Stop Newing a Random - Introducing Java's Improved RandomGenerator
4 min read1. Introduction
Randomness plays a critical role in various aspects of computer programming, from gaming and simulations, to cryptography and statistical analysis, and so forth.
Java has always provided ways to generate random numbers, such as the java.util.Random class. On top of that, with the introduction of the RandomGenerator interface in Java 17, the language takes a significant step forward in improving the efficiency and flexibility of random number generation.
In this blog post, we'll explore the new RandomGenerator interface, examine its real-world applications, compare it to prior Java versions, and draw conclusions about its potential impact.
2. Real-world application
Consider a simple lottery application that randomly selects a set of non-repeating numbers within a specified range. Here's an example using the new RandomGenerator interface:
import java.util.stream.Collectors;
import java.util.Set;
import java.util.Random;
import jdk.random.RandomGenerator;
import jdk.random.RandomGeneratorFactory;
public class Lottery {
public static void main(String[] args) {
RandomGeneratorFactory<RandomGenerator> factory = RandomGeneratorFactory.of("L64X128MixRandom");
RandomGenerator rng = factory.create();
int lowerBound = 1;
int upperBound = 50;
int numPicks = 6;
Set<Integer> winningNumbers = rng.ints(lowerBound, upperBound + 1)
.distinct()
.limit(numPicks)
.boxed()
.collect(Collectors.toSet());
System.out.println("Winning numbers: " + winningNumbers);
}
}
3. "Good old" days
Before the introduction of RandomGenerator, the most common approach to generating random numbers in Java was using the java.util.Random or java.util.concurrent.ThreadLocalRandom classes. Here's the lottery application example implemented using java.util.Random:
import java.util.stream.Collectors;
import java.util.Set;
import java.util.Random;
public class Lottery {
public static void main(String[] args) {
Random random = new Random();
int lowerBound = 1;
int upperBound = 50;
int numPicks = 6;
//...
}
}
Now I just have to say, please don't use this anymore!

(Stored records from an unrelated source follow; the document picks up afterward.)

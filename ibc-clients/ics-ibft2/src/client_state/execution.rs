use ibc_client_ibft2_types::{
    ClientState as ClientStateType, ConsensusState as ConsensusStateType, Header,
};
use ibc_core_client::context::client_state::ClientStateExecution;
use ibc_core_client::context::{ClientExecutionContext, Convertible};
use ibc_core_client::types::error::ClientError;
use ibc_core_client::types::Height;
use ibc_core_host::types::identifiers::ClientId;
use ibc_core_host::types::path::{ClientConsensusStatePath, ClientStatePath};
use ibc_primitives::prelude::*;
use ibc_primitives::proto::Any;

use super::ClientState;

impl<E> ClientStateExecution<E> for ClientState
where
    E: ClientExecutionContext,
    E::ClientStateRef: From<ClientStateType>,
    ConsensusStateType: Convertible<E::ConsensusStateRef>,
    <ConsensusStateType as TryFrom<E::ConsensusStateRef>>::Error: Into<ClientError>,
{
    fn initialise(
        &self,
        ctx: &mut E,
        client_id: &ClientId,
        consensus_state: Any,
    ) -> Result<(), ClientError> {
        initialise(self.inner(), ctx, client_id, consensus_state)
    }

    fn update_state(
        &self,
        ctx: &mut E,
        client_id: &ClientId,
        header: Any,
    ) -> Result<Vec<Height>, ClientError> {
        update_state(self.inner(), ctx, client_id, header)
    }
}

/// Stores the client state and the genesis consensus state at the client's
/// latest height.
pub fn initialise<E>(
    client_state: &ClientStateType,
    ctx: &mut E,
    client_id: &ClientId,
    consensus_state: Any,
) -> Result<(), ClientError>
where
    E: ClientExecutionContext,
    E::ClientStateRef: From<ClientStateType>,
    ConsensusStateType: Convertible<E::ConsensusStateRef>,
{
    let latest_height = client_state.latest_height;
    let consensus_state: ConsensusStateType = consensus_state.try_into()?;

    ctx.store_client_state(
        ClientStatePath::new(client_id.clone()),
        client_state.clone().into(),
    )?;
    ctx.store_consensus_state(
        ClientConsensusStatePath::new(
            client_id.clone(),
            latest_height.revision_number(),
            latest_height.revision_height(),
        ),
        consensus_state.into(),
    )?;

    Ok(())
}

/// Writes the consensus state carried by a verified header and advances the
/// client's latest height. A header at an already stored height fails with
/// `DuplicateHeight` from the store.
pub fn update_state<E>(
    client_state: &ClientStateType,
    ctx: &mut E,
    client_id: &ClientId,
    header: Any,
) -> Result<Vec<Height>, ClientError>
where
    E: ClientExecutionContext,
    E::ClientStateRef: From<ClientStateType>,
    ConsensusStateType: Convertible<E::ConsensusStateRef>,
{
    let header = Header::try_from(header)?;
    let header_height = header.height;

    let new_client_state = client_state.clone().with_header(&header);
    let new_consensus_state = ConsensusStateType::from(header);

    ctx.store_consensus_state(
        ClientConsensusStatePath::new(
            client_id.clone(),
            header_height.revision_number(),
            header_height.revision_height(),
        ),
        new_consensus_state.into(),
    )?;
    ctx.store_client_state(
        ClientStatePath::new(client_id.clone()),
        new_client_state.into(),
    )?;

    Ok(vec![header_height])
}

4. Why use RandomGenerator?
While the code differences between the two examples may appear subtle, the underlying improvements offered by RandomGenerator are significant:
- Algorithm Selection: The new RandomGenerator interface allows developers to choose from a variety of random number generation algorithms, offering improved performance and quality tailored to specific use cases.
- Factory Pattern: The RandomGeneratorFactory class provides a clean way to create instances of RandomGenerator, making it easier to switch between algorithms without modifying the code extensively.
- Stream API Integration: The RandomGenerator interface seamlessly integrates with Java's Stream API, simplifying the process of generating random numbers and enabling a more functional programming style.
5. One more thing
The RandomGenerator interface in Java 17 provides access to several high-quality random number generation algorithms that offer good performance and follow best practices. Some of these well-known algorithms include:
L64X128MixRandom
: This is a 64-bit generator with a 128-bit state, designed to have a fast mixing of its state. It is suitable for most applications that require a good balance between performance and quality.L128X256MixRandom
: This is a 128-bit generator with a 256-bit state, providing a stronger mixing of its state and improved statistical properties. It is suitable for applications that require higher-quality random numbers or larger state sizes, such as simulations or machine learning algorithms.Xoroshiro128Plus
: This is a 128-bit generator with a 128-bit state, based on xorshift operations and a rotation. It offers good performance and quality while being relatively simple to implement. However, it might not be suitable for applications that require high-quality random numbers with an extremely long period.Xoshiro256Plus
: This is a 256-bit generator with a 256-bit state, based on xorshift operations and a rotation. It provides better quality random numbers than Xoroshiro128Plus while maintaining good performance. This generator is suitable for a wide range of applications, including simulations, gaming, and cryptography.SplittableRandom
: This generator is specifically designed for concurrent usage in parallel algorithms. It allows for efficient splitting of its state, enabling the creation of new random number generators for use in separate threads. This is particularly useful in applications that require high-performance parallel random number generation.
When using the RandomGeneratorFactory class, you can create instances of these algorithms by specifying their names, like this:
RandomGeneratorFactory<RandomGenerator> factory = RandomGeneratorFactory.of("L64X128MixRandom");
RandomGenerator rng = factory.create();
And, the power is in your hands!
6. Conclusion
Java 17's improved RandomGenerator interface provides developers with a powerful, flexible, and efficient way to generate random numbers for various applications.
By offering a choice of algorithms and better integration with the Stream API, RandomGenerator significantly enhances the random number generation capabilities in Java compared to prior versions. Give it a try!